§ MATERIAL SHOWN
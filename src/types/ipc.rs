//! IPC request/response types.
//!
//! One JSON request per connection, tagged by `command`:
//!
//! ```text
//! {"command":"schedule","alarmId":"a1","fireAtMs":1718000000000,"audioRef":"","label":"Wake"}
//! {"command":"cancel-all"}
//! ```

use serde::{Deserialize, Serialize};

use super::alarm::AlarmId;
use super::event::EventRecord;
use crate::platform::SettingsSurface;
use crate::scheduler::PendingRegistration;

// ============================================================================
// Requests
// ============================================================================

/// Parameters for the schedule command.
#[derive(Debug, Clone, Default, PartialEq, Eq, Serialize, Deserialize)]
#[serde(rename_all = "camelCase")]
pub struct ScheduleParams {
    /// Alarm identity (empty becomes `"default"`)
    #[serde(default)]
    pub alarm_id: String,
    /// Fire time in epoch milliseconds
    pub fire_at_ms: i64,
    /// Audio reference (empty for the bundled tone)
    #[serde(default)]
    pub audio_ref: String,
    /// Label shown while ringing
    #[serde(default)]
    pub label: String,
}

/// IPC request from client to daemon.
#[derive(Debug, Clone, PartialEq, Eq, Serialize, Deserialize)]
#[serde(tag = "command", rename_all = "kebab-case")]
pub enum IpcRequest {
    /// Register an alarm
    Schedule {
        #[serde(flatten)]
        params: ScheduleParams,
    },
    /// Cancel one alarm
    #[serde(rename_all = "camelCase")]
    Cancel { alarm_id: String },
    /// Cancel every alarm the daemon knows about
    CancelAll,
    /// Start ringing immediately
    #[serde(rename_all = "camelCase")]
    Ring {
        #[serde(default)]
        alarm_id: String,
        #[serde(default)]
        audio_ref: String,
        #[serde(default)]
        label: String,
    },
    /// Stop the ringing alarm
    Stop,
    /// Snooze the ringing alarm
    Snooze,
    /// Query session, dispatcher and pending alarms
    Status,
    /// Query permissions
    Permissions,
    /// Open a settings surface
    OpenSettings { surface: SettingsSurface },
    /// Poll events newer than `since`
    Events {
        #[serde(default)]
        since: u64,
    },
    /// Deliver a raw action name (notification button, screen control)
    #[serde(rename_all = "camelCase")]
    Action {
        action: String,
        #[serde(default)]
        alarm_id: Option<String>,
        #[serde(default)]
        audio_ref: Option<String>,
    },
}

impl IpcRequest {
    /// Returns the command name for logs.
    #[must_use]
    pub fn command(&self) -> &'static str {
        match self {
            Self::Schedule { .. } => "schedule",
            Self::Cancel { .. } => "cancel",
            Self::CancelAll => "cancel-all",
            Self::Ring { .. } => "ring",
            Self::Stop => "stop",
            Self::Snooze => "snooze",
            Self::Status => "status",
            Self::Permissions => "permissions",
            Self::OpenSettings { .. } => "open-settings",
            Self::Events { .. } => "events",
            Self::Action { .. } => "action",
        }
    }
}

// ============================================================================
// Response payloads
// ============================================================================

/// Snapshot of the ringing session.
#[derive(Debug, Clone, PartialEq, Eq, Serialize, Deserialize)]
#[serde(rename_all = "camelCase")]
pub struct SessionStatus {
    pub session_id: String,
    pub alarm_id: AlarmId,
    pub label: String,
    pub audio_ref: String,
    /// Resolved audio source actually used
    pub source: String,
    /// Audio sub-state (`preparing`, `playing`, ...)
    pub audio_state: String,
    pub vibrating: bool,
    pub wake_lock_held: bool,
    /// Start time in epoch milliseconds
    pub started_at: i64,
}

/// Capabilities that affect alarm reliability.
#[derive(Debug, Clone, PartialEq, Eq, Serialize, Deserialize)]
#[serde(rename_all = "camelCase")]
pub struct PermissionStatus {
    pub can_schedule_exact_timers: bool,
    pub battery_unrestricted: bool,
    pub notifications_enabled: bool,
    pub all_granted: bool,
    /// Manufacturer-specific power-management instructions
    pub oem_instructions: String,
}

/// Response data for IPC responses.
#[derive(Debug, Clone, Default, PartialEq, Eq, Serialize, Deserialize)]
#[serde(rename_all = "camelCase")]
pub struct ResponseData {
    #[serde(skip_serializing_if = "Option::is_none")]
    pub alarm_id: Option<AlarmId>,
    /// Registration kind (`exact` or `inexact`)
    #[serde(skip_serializing_if = "Option::is_none")]
    pub schedule: Option<String>,
    #[serde(skip_serializing_if = "Option::is_none")]
    pub fire_at_ms: Option<i64>,
    /// Number of alarms cancelled
    #[serde(skip_serializing_if = "Option::is_none")]
    pub cancelled: Option<usize>,
    /// Whether an alarm was ringing when the command arrived
    #[serde(skip_serializing_if = "Option::is_none")]
    pub was_ringing: Option<bool>,
    #[serde(skip_serializing_if = "Option::is_none")]
    pub snooze_id: Option<AlarmId>,
    #[serde(skip_serializing_if = "Option::is_none")]
    pub next_fire_time: Option<i64>,
    #[serde(skip_serializing_if = "Option::is_none")]
    pub delay_minutes: Option<u32>,
    #[serde(skip_serializing_if = "Option::is_none")]
    pub session: Option<SessionStatus>,
    /// Fired-alarm dispatcher state
    #[serde(skip_serializing_if = "Option::is_none")]
    pub dispatcher: Option<String>,
    #[serde(skip_serializing_if = "Option::is_none")]
    pub pending: Option<Vec<PendingRegistration>>,
    #[serde(skip_serializing_if = "Option::is_none")]
    pub permissions: Option<PermissionStatus>,
    #[serde(skip_serializing_if = "Option::is_none")]
    pub events: Option<Vec<EventRecord>>,
    /// Highest event sequence number emitted so far
    #[serde(skip_serializing_if = "Option::is_none")]
    pub last_seq: Option<u64>,
}

// ============================================================================
// IpcResponse
// ============================================================================

/// Response status for a request that succeeded.
pub const STATUS_SUCCESS: &str = "success";

/// Response status for a request refused for lack of permission.
pub const STATUS_PERMISSION_DENIED: &str = "permission_denied";

/// Response status for a failed request.
pub const STATUS_ERROR: &str = "error";

/// IPC response from daemon to client.
#[derive(Debug, Clone, PartialEq, Eq, Serialize, Deserialize)]
pub struct IpcResponse {
    /// Response status (`success`, `permission_denied` or `error`)
    pub status: String,
    /// Human-readable message
    pub message: String,
    /// Optional response data
    #[serde(skip_serializing_if = "Option::is_none")]
    pub data: Option<ResponseData>,
}

impl IpcResponse {
    /// Creates a success response.
    pub fn success(message: impl Into<String>, data: Option<ResponseData>) -> Self {
        Self {
            status: STATUS_SUCCESS.to_string(),
            message: message.into(),
            data,
        }
    }

    /// Creates a permission-denied response.
    ///
    /// Data is kept so that a degraded result (an inexact timer) still
    /// reaches the caller.
    pub fn permission_denied(message: impl Into<String>, data: Option<ResponseData>) -> Self {
        Self {
            status: STATUS_PERMISSION_DENIED.to_string(),
            message: message.into(),
            data,
        }
    }

    /// Creates an error response.
    pub fn error(message: impl Into<String>) -> Self {
        Self {
            status: STATUS_ERROR.to_string(),
            message: message.into(),
            data: None,
        }
    }

    #[must_use]
    pub fn is_success(&self) -> bool {
        self.status == STATUS_SUCCESS
    }

    #[must_use]
    pub fn is_permission_denied(&self) -> bool {
        self.status == STATUS_PERMISSION_DENIED
    }
}

// ============================================================================
// Tests
// ============================================================================

#[cfg(test)]
mod tests {
    use super::*;

    // ------------------------------------------------------------------------
    // IpcRequest Tests
    // ------------------------------------------------------------------------

    mod ipc_request_tests {
        use super::*;

        #[test]
        fn test_schedule_serialize() {
            let request = IpcRequest::Schedule {
                params: ScheduleParams {
                    alarm_id: "a1".to_string(),
                    fire_at_ms: 1_000,
                    audio_ref: "song.mp3".to_string(),
                    label: "Wake".to_string(),
                },
            };

            let json = serde_json::to_string(&request).unwrap();
            assert!(json.contains("\"command\":\"schedule\""));
            assert!(json.contains("\"alarmId\":\"a1\""));
            assert!(json.contains("\"fireAtMs\":1000"));
            assert!(json.contains("\"audioRef\":\"song.mp3\""));
        }

        #[test]
        fn test_schedule_deserialize_defaults() {
            let json = r#"{"command":"schedule","fireAtMs":5}"#;
            let request: IpcRequest = serde_json::from_str(json).unwrap();

            match request {
                IpcRequest::Schedule { params } => {
                    assert_eq!(params.fire_at_ms, 5);
                    assert!(params.alarm_id.is_empty());
                    assert!(params.label.is_empty());
                }
                _ => panic!("Expected Schedule request"),
            }
        }

        #[test]
        fn test_unit_commands() {
            assert_eq!(
                serde_json::to_string(&IpcRequest::CancelAll).unwrap(),
                r#"{"command":"cancel-all"}"#
            );
            let request: IpcRequest = serde_json::from_str(r#"{"command":"stop"}"#).unwrap();
            assert_eq!(request, IpcRequest::Stop);
        }

        #[test]
        fn test_cancel_camel_case() {
            let request: IpcRequest =
                serde_json::from_str(r#"{"command":"cancel","alarmId":"a1"}"#).unwrap();
            assert_eq!(
                request,
                IpcRequest::Cancel {
                    alarm_id: "a1".to_string()
                }
            );
        }

        #[test]
        fn test_open_settings() {
            let request: IpcRequest =
                serde_json::from_str(r#"{"command":"open-settings","surface":"exact-timer"}"#)
                    .unwrap();
            assert_eq!(
                request,
                IpcRequest::OpenSettings {
                    surface: SettingsSurface::ExactTimer
                }
            );
        }

        #[test]
        fn test_action_optional_extras() {
            let request: IpcRequest =
                serde_json::from_str(r#"{"command":"action","action":"STOP"}"#).unwrap();
            assert_eq!(
                request,
                IpcRequest::Action {
                    action: "STOP".to_string(),
                    alarm_id: None,
                    audio_ref: None,
                }
            );
        }

        #[test]
        fn test_events_default_since() {
            let request: IpcRequest = serde_json::from_str(r#"{"command":"events"}"#).unwrap();
            assert_eq!(request, IpcRequest::Events { since: 0 });
        }

        #[test]
        fn test_unknown_command() {
            assert!(serde_json::from_str::<IpcRequest>(r#"{"command":"pause"}"#).is_err());
        }

        #[test]
        fn test_command_names() {
            assert_eq!(IpcRequest::CancelAll.command(), "cancel-all");
            assert_eq!(IpcRequest::Events { since: 0 }.command(), "events");
        }
    }

    // ------------------------------------------------------------------------
    // IpcResponse Tests
    // ------------------------------------------------------------------------

    mod ipc_response_tests {
        use super::*;

        #[test]
        fn test_success_response() {
            let response = IpcResponse::success("ok", None);
            assert!(response.is_success());
            assert_eq!(
                serde_json::to_string(&response).unwrap(),
                r#"{"status":"success","message":"ok"}"#
            );
        }

        #[test]
        fn test_permission_denied_keeps_data() {
            let data = ResponseData {
                schedule: Some("inexact".to_string()),
                ..Default::default()
            };
            let response = IpcResponse::permission_denied("denied", Some(data));
            assert!(response.is_permission_denied());
            assert!(!response.is_success());
            assert_eq!(
                response.data.unwrap().schedule.as_deref(),
                Some("inexact")
            );
        }

        #[test]
        fn test_error_response() {
            let response = IpcResponse::error("failed");
            assert_eq!(response.status, "error");
            assert!(response.data.is_none());
        }

        #[test]
        fn test_response_data_camel_case() {
            let data = ResponseData {
                alarm_id: Some(AlarmId::new("a1")),
                next_fire_time: Some(42),
                delay_minutes: Some(5),
                ..Default::default()
            };
            let json = serde_json::to_string(&data).unwrap();
            assert_eq!(
                json,
                r#"{"alarmId":"a1","nextFireTime":42,"delayMinutes":5}"#
            );
        }

        #[test]
        fn test_permissions_serialize() {
            let status = PermissionStatus {
                can_schedule_exact_timers: true,
                battery_unrestricted: false,
                notifications_enabled: true,
                all_granted: false,
                oem_instructions: String::new(),
            };
            let json = serde_json::to_string(&status).unwrap();
            assert!(json.contains("\"canScheduleExactTimers\":true"));
            assert!(json.contains("\"allGranted\":false"));
        }
    }
}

§ TASK DIRECTIONS
Once you find the line containing "use super::event::EventRecord;", stop: reproduce exactly that line and every line of the data before it, and nothing else.

§ OUTPUT FOR THIS EXERCISE
filename src/types/ipc.rs
//! IPC request/response types.
//!
//! One JSON request per connection, tagged by `command`:
//!
//! ```text
//! {"command":"schedule","alarmId":"a1","fireAtMs":1718000000000,"audioRef":"","label":"Wake"}
//! {"command":"cancel-all"}
//! ```

use serde::{Deserialize, Serialize};

use super::alarm::AlarmId;
use super::event::EventRecord;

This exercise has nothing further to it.